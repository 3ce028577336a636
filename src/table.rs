//! Column-major in-memory table with per-column type inference
//!
//! Fields are parsed the way a dataframe reader treats a CSV column: a column
//! whose non-missing fields all parse as numbers is numeric, otherwise every
//! non-missing field in it stays text. The usual NA tokens read as missing.

use crate::errors::{Result, StriplogError};
use serde::Serialize;
use std::collections::HashMap;
use std::fmt;

/// Field values that read as missing regardless of column type
pub const NA_TOKENS: &[&str] = &[
    "", "#N/A", "#N/A N/A", "#NA", "-1.#IND", "-1.#QNAN", "-NaN", "-nan", "1.#IND", "1.#QNAN",
    "<NA>", "N/A", "NA", "NULL", "NaN", "None", "n/a", "nan", "null",
];

/// One parsed table field
#[derive(Debug, Clone, PartialEq, Serialize)]
#[serde(untagged)]
pub enum Cell {
    Missing,
    Number(f64),
    Text(String),
}

impl Cell {
    pub fn is_missing(&self) -> bool {
        matches!(self, Cell::Missing)
    }

    /// Text form of the value; integral numbers print without a decimal point
    pub fn as_text(&self) -> Option<String> {
        match self {
            Cell::Missing => None,
            Cell::Number(v) => Some(format_number(*v)),
            Cell::Text(s) => Some(s.clone()),
        }
    }

    /// Numeric value, parsing text cells on demand
    ///
    /// Returns `Ok(None)` for a missing cell and an error for text that is not a number.
    pub fn as_f64(&self) -> Result<Option<f64>> {
        match self {
            Cell::Missing => Ok(None),
            Cell::Number(v) => Ok(Some(*v)),
            Cell::Text(s) => s.trim().parse::<f64>().map(Some).map_err(|_| {
                StriplogError::InvalidData {
                    message: format!("expected a number, found '{}'", s),
                }
            }),
        }
    }
}

impl fmt::Display for Cell {
    fn fmt(&self, f: &mut fmt::Formatter<'_>) -> fmt::Result {
        match self {
            Cell::Missing => write!(f, "NaN"),
            Cell::Number(v) => write!(f, "{}", format_number(*v)),
            Cell::Text(s) => write!(f, "{}", s),
        }
    }
}

fn format_number(v: f64) -> String {
    if v.is_finite() && v.fract() == 0.0 && v.abs() < 1e15 {
        format!("{}", v as i64)
    } else {
        format!("{}", v)
    }
}

/// In-band "no value" marker used by the source tables
#[derive(Debug, Clone, Copy, PartialEq)]
pub struct Sentinel(pub f64);

impl Default for Sentinel {
    fn default() -> Self {
        Sentinel(-99.0)
    }
}

impl Sentinel {
    /// Matches the numeric sentinel and its exact text spelling (`-99` for the default)
    pub fn matches(&self, cell: &Cell) -> bool {
        match cell {
            Cell::Missing => false,
            Cell::Number(v) => *v == self.0,
            Cell::Text(s) => *s == format_number(self.0),
        }
    }
}

/// Column-oriented table of parsed cells
#[derive(Debug, Clone, Default)]
pub struct Table {
    headers: Vec<String>,
    columns: Vec<Vec<Cell>>,
    rows: usize,
}

impl Table {
    /// Build a table from a header row and raw string records
    ///
    /// Every record must have one field per header.
    pub fn from_records(headers: Vec<String>, records: Vec<Vec<String>>) -> Result<Self> {
        let width = headers.len();
        let mut raw_columns: Vec<Vec<String>> = vec![Vec::with_capacity(records.len()); width];

        for (row, record) in records.into_iter().enumerate() {
            if record.len() != width {
                return Err(StriplogError::InvalidData {
                    message: format!(
                        "row {} has {} fields, expected {}",
                        row + 1,
                        record.len(),
                        width
                    ),
                });
            }
            for (column, field) in raw_columns.iter_mut().zip(record) {
                column.push(field);
            }
        }

        let rows = raw_columns.first().map_or(0, Vec::len);
        let columns = raw_columns.into_iter().map(infer_column).collect();

        Ok(Self {
            headers: dedupe_headers(headers),
            columns,
            rows,
        })
    }

    pub fn headers(&self) -> &[String] {
        &self.headers
    }

    pub fn len(&self) -> usize {
        self.rows
    }

    pub fn is_empty(&self) -> bool {
        self.rows == 0
    }

    /// Look up a column by exact header name
    pub fn column(&self, name: &str) -> Result<&[Cell]> {
        self.headers
            .iter()
            .position(|h| h == name)
            .map(|idx| self.columns[idx].as_slice())
            .ok_or_else(|| StriplogError::MissingColumn {
                column: name.to_string(),
            })
    }

    /// One row as cells in header order
    pub fn row(&self, index: usize) -> Option<Vec<&Cell>> {
        if index >= self.rows {
            return None;
        }
        Some(self.columns.iter().map(|c| &c[index]).collect())
    }

    /// The first `n` rows
    pub fn head(&self, n: usize) -> Vec<Vec<&Cell>> {
        (0..n.min(self.rows)).filter_map(|i| self.row(i)).collect()
    }

    /// Replace every sentinel cell with `Cell::Missing`, returning how many were replaced
    pub fn normalize_sentinels(&mut self, sentinel: Sentinel) -> usize {
        let mut replaced = 0;
        for cell in self.columns.iter_mut().flatten() {
            if sentinel.matches(cell) {
                *cell = Cell::Missing;
                replaced += 1;
            }
        }
        replaced
    }

    /// Distinct values of a column in first-appearance order, missing included once as `None`
    pub fn unique_values(&self, name: &str) -> Result<Vec<Option<String>>> {
        let mut seen = Vec::new();
        for cell in self.column(name)? {
            let value = cell.as_text();
            if !seen.contains(&value) {
                seen.push(value);
            }
        }
        Ok(seen)
    }

    /// Count of missing cells per column, in header order
    pub fn missing_counts(&self) -> Vec<(String, usize)> {
        self.headers
            .iter()
            .zip(&self.columns)
            .map(|(h, c)| (h.clone(), c.iter().filter(|cell| cell.is_missing()).count()))
            .collect()
    }
}

fn infer_column(raw: Vec<String>) -> Vec<Cell> {
    let numeric = raw
        .iter()
        .filter(|f| !NA_TOKENS.contains(&f.as_str()))
        .all(|f| f.trim().parse::<f64>().is_ok());

    raw.into_iter()
        .map(|field| {
            if NA_TOKENS.contains(&field.as_str()) {
                Cell::Missing
            } else if numeric {
                // all() above guarantees the parse
                field.trim().parse::<f64>().map_or(Cell::Missing, Cell::Number)
            } else {
                Cell::Text(field)
            }
        })
        .collect()
}

fn dedupe_headers(headers: Vec<String>) -> Vec<String> {
    let mut counts: HashMap<String, usize> = HashMap::new();
    headers
        .into_iter()
        .map(|h| {
            let n = counts.entry(h.clone()).or_insert(0);
            let name = if *n == 0 { h } else { format!("{}.{}", h, n) };
            *n += 1;
            name
        })
        .collect()
}

#[cfg(test)]
mod tests {
    use super::*;

    fn table(headers: &[&str], rows: &[&[&str]]) -> Table {
        Table::from_records(
            headers.iter().map(|h| h.to_string()).collect(),
            rows.iter()
                .map(|r| r.iter().map(|f| f.to_string()).collect())
                .collect(),
        )
        .unwrap()
    }

    #[test]
    fn test_numeric_column_inference() {
        let t = table(&["a", "b"], &[&["1", "x"], &["2.5", "3"], &["", "y"]]);
        let a = t.column("a").unwrap();
        assert_eq!(a, &[Cell::Number(1.0), Cell::Number(2.5), Cell::Missing]);

        // one non-numeric field keeps the whole column as text
        let b = t.column("b").unwrap();
        assert_eq!(b[1], Cell::Text("3".to_string()));
    }

    #[test]
    fn test_na_tokens_are_missing() {
        let t = table(&["a"], &[&["NA"], &["nan"], &["null"], &["4"]]);
        let a = t.column("a").unwrap();
        assert!(a[..3].iter().all(Cell::is_missing));
        assert_eq!(a[3], Cell::Number(4.0));
    }

    #[test]
    fn test_sentinel_replacement_numeric_and_text() {
        let mut t = table(
            &["depth", "code", "other"],
            &[&["-99", "-99", "-99.5"], &["10", "GRAV", "-98"], &["-99.0", "-99.0", "7"]],
        );
        let before_other = t.column("other").unwrap().to_vec();

        let replaced = t.normalize_sentinels(Sentinel::default());

        // numeric -99, -99.0 and text "-99"; text "-99.0" is a different spelling
        assert_eq!(replaced, 3);
        assert_eq!(
            t.column("depth").unwrap(),
            &[Cell::Missing, Cell::Number(10.0), Cell::Missing]
        );
        assert_eq!(
            t.column("code").unwrap(),
            &[
                Cell::Missing,
                Cell::Text("GRAV".to_string()),
                Cell::Text("-99.0".to_string())
            ]
        );
        assert_eq!(t.column("other").unwrap(), before_other.as_slice());
    }

    #[test]
    fn test_missing_column_error() {
        let t = table(&["a"], &[&["1"]]);
        match t.column("Litologia") {
            Err(StriplogError::MissingColumn { column }) => assert_eq!(column, "Litologia"),
            other => panic!("unexpected: {:?}", other),
        }
    }

    #[test]
    fn test_unique_values_first_appearance() {
        let t = table(&["lith"], &[&["SED"], &["GRAV"], &[""], &["SED"], &["NA"]]);
        let unique = t.unique_values("lith").unwrap();
        assert_eq!(
            unique,
            vec![Some("SED".to_string()), Some("GRAV".to_string()), None]
        );
    }

    #[test]
    fn test_duplicate_headers() {
        let t = table(&["x", "x", "y", "x"], &[&["1", "2", "3", "4"]]);
        assert_eq!(t.headers(), &["x", "x.1", "y", "x.2"]);
    }

    #[test]
    fn test_ragged_record_rejected() {
        let err = Table::from_records(
            vec!["a".into(), "b".into()],
            vec![vec!["1".into()]],
        );
        assert!(matches!(err, Err(StriplogError::InvalidData { .. })));
    }

    #[test]
    fn test_cell_text_forms() {
        assert_eq!(Cell::Number(412.0).as_text().as_deref(), Some("412"));
        assert_eq!(Cell::Number(2.5).as_text().as_deref(), Some("2.5"));
        assert_eq!(Cell::Missing.as_text(), None);
        assert_eq!(Cell::Text("12.5".into()).as_f64().unwrap(), Some(12.5));
        assert!(Cell::Text("<0.01".into()).as_f64().is_err());
    }
}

## Work to be completed
Set down, word for word, each line from the top of the records above through the line with "column: a column".

## Task result
repository 3ce028577336a636
filename src/table.rs
//! Column-major in-memory table with per-column type inference
//!
//! Fields are parsed the way a dataframe reader treats a CSV column: a column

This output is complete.